Pular para o conteúdo principal

É preciso falar sobre suicídio

       

O mês de setembro é marcado pela campanha “Setembro Amarelo”, destinada a conscientizar a sociedade sobre a prevenção do suicídio. Embora a conscientização seja intensificada durante este mês, o suicídio ocorre ao longo do ano todo, tornando necessário romper preconceitos e desmistificar o tema. No Brasil, o evento foi criado em 2015 pelo CVV (Centro de Valorização da Vida), CFM (Conselho Federal de Medicina) e ABP (Associação Brasileira de Psiquiatria). A palavra suicídio deriva do latim sui (si mesmo) e caedere (ação de matar), ou seja, é um ato de autodestruição, de realização do desejo de morrer ou acabar com a própria vida. O suicídio é um fenômeno complexo, influenciado por diversos fatores, que pode afetar pessoas de diferentes origens, idades, classes sociais, orientações sexuais e identidades de gênero. Entretanto, o suicídio pode ser prevenido, começando pelo reconhecimento dos sinais de alerta.

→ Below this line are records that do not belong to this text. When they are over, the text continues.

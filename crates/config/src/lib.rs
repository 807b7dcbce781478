//! Configuration loading and validation for certsmith
//!
//! Operator input arrives as one string per option, read from the environment
//! with defaults applied ([`RawConfiguration`]). [`ConfigResolver`] turns it
//! into a fully validated [`ResolvedConfiguration`] or the first
//! [`ConfigError`] encountered. Nothing partially valid is ever returned.
//!
//! Resolution has two observable side effects: the account key is generated
//! and written when the key file does not exist yet, and the output directory
//! is created.

pub mod account_key;
pub mod defaults;
pub mod domain;
pub mod errors;
pub mod raw;
pub mod resolver;

pub use account_key::AccountKey;
pub use domain::{sanitize_domain, split_list};
pub use errors::ConfigError;
pub use raw::RawConfiguration;
pub use resolver::{
    parse_bool, resolve, ConfigResolver, CredentialSource, KeyAlgorithm, ResolvedConfiguration,
    WebConfig,
};
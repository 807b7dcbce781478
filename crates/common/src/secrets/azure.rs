//! Azure Key Vault secret store
//!
//! Talks to the Key Vault REST API directly. Credentials are taken from the
//! environment the process runs in, first match wins:
//!
//! 1. Service principal: `AZURE_TENANT_ID`, `AZURE_CLIENT_ID`, `AZURE_CLIENT_SECRET`
//!    (authority overridable with `AZURE_AUTHORITY_HOST`)
//! 2. App Service managed identity: `IDENTITY_ENDPOINT`, `IDENTITY_HEADER`
//! 3. Instance metadata service managed identity (optionally user-assigned via
//!    `AZURE_CLIENT_ID`)

use std::time::Duration;

use async_trait::async_trait;
use reqwest::{Client, StatusCode};
use serde::Deserialize;
use tracing::{debug, trace};

use super::{strip_trailing_newline, SecretError, SecretResult, VaultSecretSource};

/// Key Vault data-plane API version
pub const KEY_VAULT_API_VERSION: &str = "7.4";

const DEFAULT_AUTHORITY_HOST: &str = "https://login.microsoftonline.com";
const IMDS_TOKEN_ENDPOINT: &str = "http://169.254.169.254/metadata/identity/oauth2/token";
const VAULT_SCOPE: &str = "https://vault.azure.net/.default";
const VAULT_RESOURCE: &str = "https://vault.azure.net";
const REQUEST_TIMEOUT: Duration = Duration::from_secs(30);

/// Credential used to obtain a Key Vault access token
#[derive(Clone)]
pub enum AmbientCredential {
    /// OAuth2 client credentials grant for a service principal
    ClientSecret {
        authority_host: String,
        tenant_id: String,
        client_id: String,
        client_secret: String,
    },
    /// App Service / Functions managed identity endpoint
    AppServiceIdentity { endpoint: String, header: String },
    /// VM / AKS instance metadata service
    InstanceMetadata {
        endpoint: String,
        client_id: Option<String>,
    },
}

impl AmbientCredential {
    /// Pick a credential from the process environment
    pub fn from_env() -> Self {
        Self::from_lookup(|name| std::env::var(name).ok())
    }

    /// Pick a credential using an arbitrary variable lookup
    pub fn from_lookup<F>(lookup: F) -> Self
    where
        F: Fn(&str) -> Option<String>,
    {
        let get = |name: &str| lookup(name).filter(|v| !v.is_empty());

        if let (Some(tenant_id), Some(client_id), Some(client_secret)) = (
            get("AZURE_TENANT_ID"),
            get("AZURE_CLIENT_ID"),
            get("AZURE_CLIENT_SECRET"),
        ) {
            return AmbientCredential::ClientSecret {
                authority_host: get("AZURE_AUTHORITY_HOST")
                    .unwrap_or_else(|| DEFAULT_AUTHORITY_HOST.to_string()),
                tenant_id,
                client_id,
                client_secret,
            };
        }

        if let (Some(endpoint), Some(header)) = (get("IDENTITY_ENDPOINT"), get("IDENTITY_HEADER")) {
            return AmbientCredential::AppServiceIdentity { endpoint, header };
        }

        AmbientCredential::InstanceMetadata {
            endpoint: IMDS_TOKEN_ENDPOINT.to_string(),
            client_id: get("AZURE_CLIENT_ID"),
        }
    }

    fn kind(&self) -> &'static str {
        match self {
            AmbientCredential::ClientSecret { .. } => "client-secret",
            AmbientCredential::AppServiceIdentity { .. } => "app-service-identity",
            AmbientCredential::InstanceMetadata { .. } => "instance-metadata",
        }
    }

    /// Obtain a bearer token for the Key Vault resource
    async fn access_token(&self, client: &Client) -> SecretResult<String> {
        let request = match self {
            AmbientCredential::ClientSecret {
                authority_host,
                tenant_id,
                client_id,
                client_secret,
            } => client
                .post(format!(
                    "{}/{}/oauth2/v2.0/token",
                    authority_host.trim_end_matches('/'),
                    tenant_id
                ))
                .form(&[
                    ("grant_type", "client_credentials"),
                    ("client_id", client_id.as_str()),
                    ("client_secret", client_secret.as_str()),
                    ("scope", VAULT_SCOPE),
                ]),
            AmbientCredential::AppServiceIdentity { endpoint, header } => client
                .get(endpoint)
                .header("X-IDENTITY-HEADER", header)
                .query(&[("api-version", "2019-08-01"), ("resource", VAULT_RESOURCE)]),
            AmbientCredential::InstanceMetadata {
                endpoint,
                client_id,
            } => {
                let mut request = client
                    .get(endpoint)
                    .header("Metadata", "true")
                    .query(&[("api-version", "2018-02-01"), ("resource", VAULT_RESOURCE)]);
                if let Some(id) = client_id {
                    request = request.query(&[("client_id", id.as_str())]);
                }
                request
            }
        };

        let response = request.send().await.map_err(|e| {
            SecretError::Auth(format!("{} token request failed: {}", self.kind(), e))
        })?;

        if !response.status().is_success() {
            let status = response.status();
            let body = response.text().await.unwrap_or_default();
            return Err(SecretError::Auth(format!(
                "{} token request rejected: HTTP {} - {}",
                self.kind(),
                status,
                body
            )));
        }

        let token: TokenResponse = response.json().await.map_err(|e| {
            SecretError::Auth(format!("Failed to parse {} token response: {}", self.kind(), e))
        })?;

        trace!(credential = self.kind(), "Obtained Key Vault access token");
        Ok(token.access_token)
    }
}

impl std::fmt::Debug for AmbientCredential {
    fn fmt(&self, f: &mut std::fmt::Formatter<'_>) -> std::fmt::Result {
        match self {
            AmbientCredential::ClientSecret {
                authority_host,
                tenant_id,
                client_id,
                ..
            } => f
                .debug_struct("ClientSecret")
                .field("authority_host", authority_host)
                .field("tenant_id", tenant_id)
                .field("client_id", client_id)
                .finish_non_exhaustive(),
            AmbientCredential::AppServiceIdentity { endpoint, .. } => f
                .debug_struct("AppServiceIdentity")
                .field("endpoint", endpoint)
                .finish_non_exhaustive(),
            AmbientCredential::InstanceMetadata {
                endpoint,
                client_id,
            } => f
                .debug_struct("InstanceMetadata")
                .field("endpoint", endpoint)
                .field("client_id", client_id)
                .finish(),
        }
    }
}

#[derive(Debug, Deserialize)]
struct TokenResponse {
    access_token: String,
}

#[derive(Debug, Deserialize)]
struct SecretBundle {
    value: Option<String>,
}

/// Azure Key Vault secret store
///
/// The credential is read from the environment on each lookup unless one was
/// supplied with [`AzureKeyVault::with_credential`].
#[derive(Debug, Clone)]
pub struct AzureKeyVault {
    client: Client,
    credential: Option<AmbientCredential>,
}

impl AzureKeyVault {
    /// Create a store using ambient credentials
    pub fn new() -> Self {
        Self {
            client: Client::builder()
                .timeout(REQUEST_TIMEOUT)
                .build()
                .unwrap_or_default(),
            credential: None,
        }
    }

    /// Use a fixed credential instead of the environment
    pub fn with_credential(mut self, credential: AmbientCredential) -> Self {
        self.credential = Some(credential);
        self
    }

    fn secret_url(vault_uri: &str, secret_name: &str) -> String {
        format!(
            "{}/secrets/{}",
            vault_uri.trim_end_matches('/'),
            secret_name
        )
    }
}

impl Default for AzureKeyVault {
    fn default() -> Self {
        Self::new()
    }
}

#[async_trait]
impl VaultSecretSource for AzureKeyVault {
    async fn get_token(&self, vault_uri: &str, secret_name: &str) -> SecretResult<String> {
        let credential = self
            .credential
            .clone()
            .unwrap_or_else(AmbientCredential::from_env);

        debug!(
            vault = %vault_uri,
            secret = %secret_name,
            credential = credential.kind(),
            "Fetching secret from Azure Key Vault"
        );

        let access_token = credential.access_token(&self.client).await?;

        let response = self
            .client
            .get(Self::secret_url(vault_uri, secret_name))
            .query(&[("api-version", KEY_VAULT_API_VERSION)])
            .bearer_auth(access_token)
            .send()
            .await
            .map_err(|e| SecretError::Request(format!("Failed to reach {}: {}", vault_uri, e)))?;

        match response.status() {
            StatusCode::UNAUTHORIZED | StatusCode::FORBIDDEN => {
                let status = response.status();
                return Err(SecretError::Auth(format!(
                    "Access to secret '{}' in {} denied: HTTP {}",
                    secret_name, vault_uri, status
                )));
            }
            StatusCode::NOT_FOUND => {
                return Err(SecretError::NotFound {
                    store: vault_uri.to_string(),
                    name: secret_name.to_string(),
                });
            }
            status if !status.is_success() => {
                let body = response.text().await.unwrap_or_default();
                return Err(SecretError::Request(format!(
                    "Failed to fetch secret '{}': HTTP {} - {}",
                    secret_name, status, body
                )));
            }
            _ => {}
        }

        let bundle: SecretBundle = response.json().await.map_err(|e| {
            SecretError::Request(format!("Failed to parse secret response: {}", e))
        })?;

        let value = bundle.value.unwrap_or_default();
        let token = strip_trailing_newline(&value);
        if token.is_empty() {
            return Err(SecretError::EmptySecret {
                location: Self::secret_url(vault_uri, secret_name),
            });
        }

        Ok(token.to_string())
    }
}

#[cfg(test)]
mod tests {
    use super::*;
    use std::collections::HashMap;
    use wiremock::matchers::{header, method, path, query_param};
    use wiremock::{Mock, MockServer, ResponseTemplate};

    fn credential_for(server: &MockServer) -> AmbientCredential {
        AmbientCredential::ClientSecret {
            authority_host: server.uri(),
            tenant_id: "tenant".to_string(),
            client_id: "client".to_string(),
            client_secret: "secret".to_string(),
        }
    }

    async fn mount_token(server: &MockServer) {
        Mock::given(method("POST"))
            .and(path("/tenant/oauth2/v2.0/token"))
            .respond_with(ResponseTemplate::new(200).set_body_json(serde_json::json!({
                "token_type": "Bearer",
                "expires_in": 3599,
                "access_token": "vault-access-token"
            })))
            .mount(server)
            .await;
    }

    #[test]
    fn test_credential_selection_order() {
        let vars: HashMap<&str, &str> = [
            ("AZURE_TENANT_ID", "t"),
            ("AZURE_CLIENT_ID", "c"),
            ("AZURE_CLIENT_SECRET", "s"),
            ("IDENTITY_ENDPOINT", "http://localhost:8081/msi/token"),
            ("IDENTITY_HEADER", "h"),
        ]
        .into_iter()
        .collect();
        let credential = AmbientCredential::from_lookup(|k| vars.get(k).map(|v| v.to_string()));
        assert!(matches!(credential, AmbientCredential::ClientSecret { .. }));

        let vars: HashMap<&str, &str> = [
            ("IDENTITY_ENDPOINT", "http://localhost:8081/msi/token"),
            ("IDENTITY_HEADER", "h"),
        ]
        .into_iter()
        .collect();
        let credential = AmbientCredential::from_lookup(|k| vars.get(k).map(|v| v.to_string()));
        assert!(matches!(credential, AmbientCredential::AppServiceIdentity { .. }));

        let credential = AmbientCredential::from_lookup(|_| None);
        match credential {
            AmbientCredential::InstanceMetadata { endpoint, client_id } => {
                assert_eq!(endpoint, IMDS_TOKEN_ENDPOINT);
                assert!(client_id.is_none());
            }
            other => panic!("unexpected credential {:?}", other),
        }
    }

    #[test]
    fn test_credential_debug_hides_secret() {
        let credential = AmbientCredential::ClientSecret {
            authority_host: DEFAULT_AUTHORITY_HOST.to_string(),
            tenant_id: "t".to_string(),
            client_id: "c".to_string(),
            client_secret: "hunter2".to_string(),
        };
        assert!(!format!("{:?}", credential).contains("hunter2"));
    }

    #[tokio::test]
    async fn test_fetches_secret_value() {
        let server = MockServer::start().await;
        mount_token(&server).await;

        Mock::given(method("GET"))
            .and(path("/secrets/do-auth-token"))
            .and(query_param("api-version", KEY_VAULT_API_VERSION))
            .and(header("authorization", "Bearer vault-access-token"))
            .respond_with(ResponseTemplate::new(200).set_body_json(serde_json::json!({
                "value": "vault-token\n",
                "id": "https://example.vault.azure.net/secrets/do-auth-token/1"
            })))
            .mount(&server)
            .await;

        let vault = AzureKeyVault::new().with_credential(credential_for(&server));
        let uri = format!("{}/", server.uri());
        let token = vault.get_token(&uri, "do-auth-token").await.unwrap();

        assert_eq!(token, "vault-token");
    }

    #[tokio::test]
    async fn test_missing_secret_is_not_found() {
        let server = MockServer::start().await;
        mount_token(&server).await;

        Mock::given(method("GET"))
            .and(path("/secrets/absent"))
            .respond_with(ResponseTemplate::new(404))
            .mount(&server)
            .await;

        let vault = AzureKeyVault::new().with_credential(credential_for(&server));
        let err = vault.get_token(&server.uri(), "absent").await.unwrap_err();

        assert!(matches!(err, SecretError::NotFound { .. }));
    }

    #[tokio::test]
    async fn test_forbidden_secret_is_auth_error() {
        let server = MockServer::start().await;
        mount_token(&server).await;

        Mock::given(method("GET"))
            .and(path("/secrets/locked"))
            .respond_with(ResponseTemplate::new(403))
            .mount(&server)
            .await;

        let vault = AzureKeyVault::new().with_credential(credential_for(&server));
        let err = vault.get_token(&server.uri(), "locked").await.unwrap_err();

        assert!(matches!(err, SecretError::Auth(_)));
    }

    #[tokio::test]
    async fn test_rejected_token_request_is_auth_error() {
        let server = MockServer::start().await;

        Mock::given(method("POST"))
            .and(path("/tenant/oauth2/v2.0/token"))
            .respond_with(ResponseTemplate::new(401).set_body_string("invalid_client"))
            .mount(&server)
            .await;

        let vault = AzureKeyVault::new().with_credential(credential_for(&server));
        let err = vault.get_token(&server.uri(), "anything").await.unwrap_err();

        assert!(matches!(err, SecretError::Auth(_)));
        assert!(err.to_string().contains("invalid_client"));
    }
}
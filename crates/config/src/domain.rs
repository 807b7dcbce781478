//! Domain list handling

use crate::errors::ConfigError;

/// Turn a domain name into a string usable as a file name
///
/// Wildcard labels become `_` and the result is converted to its ASCII
/// (punycode) form, so `*.bücher.example` yields `_.xn--bcher-kva.example`.
pub fn sanitize_domain(domain: &str) -> Result<String, ConfigError> {
    let replaced = domain.replace('*', "_");
    idna::domain_to_ascii(&replaced).map_err(|e| ConfigError::InvalidDomain {
        domain: domain.to_string(),
        reason: e.to_string(),
    })
}

/// Split a comma-separated list, trimming entries and dropping empty ones
pub fn split_list(value: &str) -> Vec<String> {
    value
        .split(',')
        .map(str::trim)
        .filter(|entry| !entry.is_empty())
        .map(str::to_string)
        .collect()
}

No Brasil, a média é de 6 a 7 mortes por 100 mil habitantes, abaixo da média mundial de 13 a 14 por 100 mil. O preocupante é que, enquanto a média mundial se mantém estável, esse número cresce no Brasil, especialmente entre jovens de 15 a 25 anos. Homens tendem a cometer mais suicídios, embora as mulheres façam mais tentativas. Destaca-se também que homossexuais, bissexuais e transexuais apresentam índices de suicídio superiores, possivelmente ligados a causas culturais e preconceitos sociais. Globalmente, uma pessoa comete suicídio a cada 40 segundos, totalizando quase um milhão de pessoas ao ano. Estima-se que de 10 a 20 milhões de pessoas tentem o suicídio anualmente. Segundo a OMS (Organização Mundial da Saúde), 90% dos suicídios podem ser prevenidos. Também é importante atentar para as pessoas que convivem com o suicida, já que de 6 a 10 pessoas são diretamente impactadas em cada caso, sofrendo consequências difíceis de reparar. Assim, é fundamental entender as diferenças que envolvem o fenômeno.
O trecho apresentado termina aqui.